ACTION ITEM:
If a line in the data below contains the word "twice", copy it out.

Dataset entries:
=== Section Start ===

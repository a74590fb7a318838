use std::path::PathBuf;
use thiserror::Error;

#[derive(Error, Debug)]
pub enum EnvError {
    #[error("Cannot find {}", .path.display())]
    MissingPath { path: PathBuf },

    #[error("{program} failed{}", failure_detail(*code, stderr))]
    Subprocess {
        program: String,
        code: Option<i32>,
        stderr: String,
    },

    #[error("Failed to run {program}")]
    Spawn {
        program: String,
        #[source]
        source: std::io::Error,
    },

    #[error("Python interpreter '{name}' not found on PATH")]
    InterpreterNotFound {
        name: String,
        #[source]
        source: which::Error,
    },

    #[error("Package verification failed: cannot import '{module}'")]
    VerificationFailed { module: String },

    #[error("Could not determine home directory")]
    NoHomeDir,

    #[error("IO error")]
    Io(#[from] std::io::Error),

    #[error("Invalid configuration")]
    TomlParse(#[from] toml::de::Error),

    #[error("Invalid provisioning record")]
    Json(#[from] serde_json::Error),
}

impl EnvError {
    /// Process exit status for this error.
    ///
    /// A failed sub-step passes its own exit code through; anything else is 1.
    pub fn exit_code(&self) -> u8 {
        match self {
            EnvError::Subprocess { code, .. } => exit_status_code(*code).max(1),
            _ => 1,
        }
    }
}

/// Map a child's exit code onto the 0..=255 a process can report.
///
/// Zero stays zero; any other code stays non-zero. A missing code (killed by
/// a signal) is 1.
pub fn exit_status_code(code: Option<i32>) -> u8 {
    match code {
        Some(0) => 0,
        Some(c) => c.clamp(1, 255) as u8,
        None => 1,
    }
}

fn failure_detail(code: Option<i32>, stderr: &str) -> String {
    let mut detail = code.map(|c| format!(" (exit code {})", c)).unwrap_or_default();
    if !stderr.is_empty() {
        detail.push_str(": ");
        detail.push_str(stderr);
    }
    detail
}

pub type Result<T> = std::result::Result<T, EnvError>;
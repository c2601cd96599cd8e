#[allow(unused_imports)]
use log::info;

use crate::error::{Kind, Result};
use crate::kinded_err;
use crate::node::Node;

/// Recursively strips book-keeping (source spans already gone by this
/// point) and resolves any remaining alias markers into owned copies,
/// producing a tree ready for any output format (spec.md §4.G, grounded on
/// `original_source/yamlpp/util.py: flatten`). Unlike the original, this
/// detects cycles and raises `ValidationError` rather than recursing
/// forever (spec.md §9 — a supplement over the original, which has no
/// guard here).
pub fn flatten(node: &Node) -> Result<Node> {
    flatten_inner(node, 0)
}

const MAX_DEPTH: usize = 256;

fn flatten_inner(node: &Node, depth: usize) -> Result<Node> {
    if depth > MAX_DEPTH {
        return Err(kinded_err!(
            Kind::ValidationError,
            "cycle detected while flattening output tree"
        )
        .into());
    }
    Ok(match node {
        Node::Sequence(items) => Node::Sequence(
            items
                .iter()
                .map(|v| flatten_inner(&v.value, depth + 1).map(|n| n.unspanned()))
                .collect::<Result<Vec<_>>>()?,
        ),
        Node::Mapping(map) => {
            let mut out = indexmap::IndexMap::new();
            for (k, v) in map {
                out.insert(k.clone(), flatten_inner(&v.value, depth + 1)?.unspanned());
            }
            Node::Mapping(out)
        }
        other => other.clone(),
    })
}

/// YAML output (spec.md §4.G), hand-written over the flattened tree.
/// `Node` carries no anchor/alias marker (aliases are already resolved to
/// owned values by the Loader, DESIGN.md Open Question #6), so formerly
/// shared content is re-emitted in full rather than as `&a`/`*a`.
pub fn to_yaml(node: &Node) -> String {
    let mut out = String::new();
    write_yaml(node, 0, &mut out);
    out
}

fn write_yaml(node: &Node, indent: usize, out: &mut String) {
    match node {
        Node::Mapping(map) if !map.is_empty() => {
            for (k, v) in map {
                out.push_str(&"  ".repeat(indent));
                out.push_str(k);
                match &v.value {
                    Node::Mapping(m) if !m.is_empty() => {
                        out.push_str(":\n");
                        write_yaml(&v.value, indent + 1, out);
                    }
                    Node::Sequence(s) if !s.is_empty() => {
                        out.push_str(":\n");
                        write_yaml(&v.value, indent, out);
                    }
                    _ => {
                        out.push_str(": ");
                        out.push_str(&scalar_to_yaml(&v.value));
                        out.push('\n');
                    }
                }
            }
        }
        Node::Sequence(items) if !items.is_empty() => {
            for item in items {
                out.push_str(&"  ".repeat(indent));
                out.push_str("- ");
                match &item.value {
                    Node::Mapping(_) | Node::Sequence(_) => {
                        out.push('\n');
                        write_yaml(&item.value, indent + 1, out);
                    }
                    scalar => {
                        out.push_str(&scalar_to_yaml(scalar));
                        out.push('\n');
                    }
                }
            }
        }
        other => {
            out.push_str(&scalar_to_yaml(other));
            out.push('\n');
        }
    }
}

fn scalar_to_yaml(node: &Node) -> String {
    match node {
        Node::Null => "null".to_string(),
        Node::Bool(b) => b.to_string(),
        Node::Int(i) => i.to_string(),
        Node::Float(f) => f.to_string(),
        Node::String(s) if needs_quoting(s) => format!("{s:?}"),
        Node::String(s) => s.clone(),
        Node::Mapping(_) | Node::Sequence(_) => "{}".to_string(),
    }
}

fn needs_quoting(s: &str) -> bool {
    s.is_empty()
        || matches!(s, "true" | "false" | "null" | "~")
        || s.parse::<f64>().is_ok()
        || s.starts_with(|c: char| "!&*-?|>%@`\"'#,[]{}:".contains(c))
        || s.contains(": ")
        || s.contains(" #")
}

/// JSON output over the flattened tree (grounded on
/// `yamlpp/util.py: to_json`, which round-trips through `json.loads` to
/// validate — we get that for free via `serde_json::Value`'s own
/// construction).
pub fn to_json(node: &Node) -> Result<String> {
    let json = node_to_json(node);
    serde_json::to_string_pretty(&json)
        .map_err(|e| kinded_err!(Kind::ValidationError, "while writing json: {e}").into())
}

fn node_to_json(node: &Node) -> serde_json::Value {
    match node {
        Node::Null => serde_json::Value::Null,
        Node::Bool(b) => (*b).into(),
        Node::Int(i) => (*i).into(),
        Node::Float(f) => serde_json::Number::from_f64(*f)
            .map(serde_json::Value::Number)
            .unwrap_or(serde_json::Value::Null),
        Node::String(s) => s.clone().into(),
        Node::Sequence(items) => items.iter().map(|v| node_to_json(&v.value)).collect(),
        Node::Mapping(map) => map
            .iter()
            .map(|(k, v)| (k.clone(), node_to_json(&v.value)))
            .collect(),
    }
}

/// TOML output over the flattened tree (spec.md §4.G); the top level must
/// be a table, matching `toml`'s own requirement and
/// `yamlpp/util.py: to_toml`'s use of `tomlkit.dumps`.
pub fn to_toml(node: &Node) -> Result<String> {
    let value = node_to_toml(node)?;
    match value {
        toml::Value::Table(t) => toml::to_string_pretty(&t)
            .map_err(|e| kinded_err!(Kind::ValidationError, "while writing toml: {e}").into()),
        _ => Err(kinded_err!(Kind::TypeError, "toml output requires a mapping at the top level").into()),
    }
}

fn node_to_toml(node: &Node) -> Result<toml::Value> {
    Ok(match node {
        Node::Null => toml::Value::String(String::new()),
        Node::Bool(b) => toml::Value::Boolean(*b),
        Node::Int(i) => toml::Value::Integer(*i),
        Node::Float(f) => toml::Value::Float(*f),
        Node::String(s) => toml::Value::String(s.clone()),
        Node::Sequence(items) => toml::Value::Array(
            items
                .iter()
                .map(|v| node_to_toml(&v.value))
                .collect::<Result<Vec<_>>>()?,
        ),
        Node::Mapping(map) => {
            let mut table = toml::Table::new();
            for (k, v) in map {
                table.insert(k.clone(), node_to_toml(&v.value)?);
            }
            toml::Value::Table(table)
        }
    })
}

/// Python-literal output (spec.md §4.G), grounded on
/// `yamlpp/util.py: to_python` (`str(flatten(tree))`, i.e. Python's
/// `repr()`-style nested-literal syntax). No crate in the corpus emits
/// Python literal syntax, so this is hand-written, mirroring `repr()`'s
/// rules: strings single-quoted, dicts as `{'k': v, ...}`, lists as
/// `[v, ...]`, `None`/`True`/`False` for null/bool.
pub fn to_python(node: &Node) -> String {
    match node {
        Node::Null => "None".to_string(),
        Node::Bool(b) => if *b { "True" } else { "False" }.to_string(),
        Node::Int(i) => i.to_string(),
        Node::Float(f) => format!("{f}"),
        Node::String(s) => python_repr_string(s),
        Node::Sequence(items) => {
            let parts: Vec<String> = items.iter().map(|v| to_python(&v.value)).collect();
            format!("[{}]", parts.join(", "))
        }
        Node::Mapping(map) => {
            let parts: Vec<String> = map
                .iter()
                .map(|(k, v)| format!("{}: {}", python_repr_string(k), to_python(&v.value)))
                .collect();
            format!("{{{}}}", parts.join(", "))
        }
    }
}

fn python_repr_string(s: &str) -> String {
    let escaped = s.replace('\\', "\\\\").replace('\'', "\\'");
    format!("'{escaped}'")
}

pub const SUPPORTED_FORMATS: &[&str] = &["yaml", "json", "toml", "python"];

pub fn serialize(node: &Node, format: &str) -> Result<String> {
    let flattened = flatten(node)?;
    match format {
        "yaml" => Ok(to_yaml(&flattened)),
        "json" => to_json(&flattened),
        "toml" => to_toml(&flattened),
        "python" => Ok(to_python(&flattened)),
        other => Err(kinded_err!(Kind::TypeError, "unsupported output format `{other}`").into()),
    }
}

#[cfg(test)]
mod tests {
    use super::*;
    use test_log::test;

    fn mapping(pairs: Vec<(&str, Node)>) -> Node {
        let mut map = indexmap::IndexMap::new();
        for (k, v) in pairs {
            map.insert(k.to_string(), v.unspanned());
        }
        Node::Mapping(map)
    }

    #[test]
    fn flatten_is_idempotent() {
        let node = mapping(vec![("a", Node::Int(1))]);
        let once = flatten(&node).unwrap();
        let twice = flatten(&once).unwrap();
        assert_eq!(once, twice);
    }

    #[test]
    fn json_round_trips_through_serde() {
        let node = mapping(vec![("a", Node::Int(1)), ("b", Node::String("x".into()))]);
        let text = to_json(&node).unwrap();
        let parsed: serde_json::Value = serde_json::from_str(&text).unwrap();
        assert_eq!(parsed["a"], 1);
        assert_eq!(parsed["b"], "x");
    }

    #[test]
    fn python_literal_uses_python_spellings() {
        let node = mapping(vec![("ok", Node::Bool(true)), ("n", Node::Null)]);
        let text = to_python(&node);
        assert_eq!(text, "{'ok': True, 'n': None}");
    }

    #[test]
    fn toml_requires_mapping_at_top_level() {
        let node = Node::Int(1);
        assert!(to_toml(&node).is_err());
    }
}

=== Section End ===

REPLY:
        let twice = flatten(&once).unwrap();
        assert_eq!(once, twice);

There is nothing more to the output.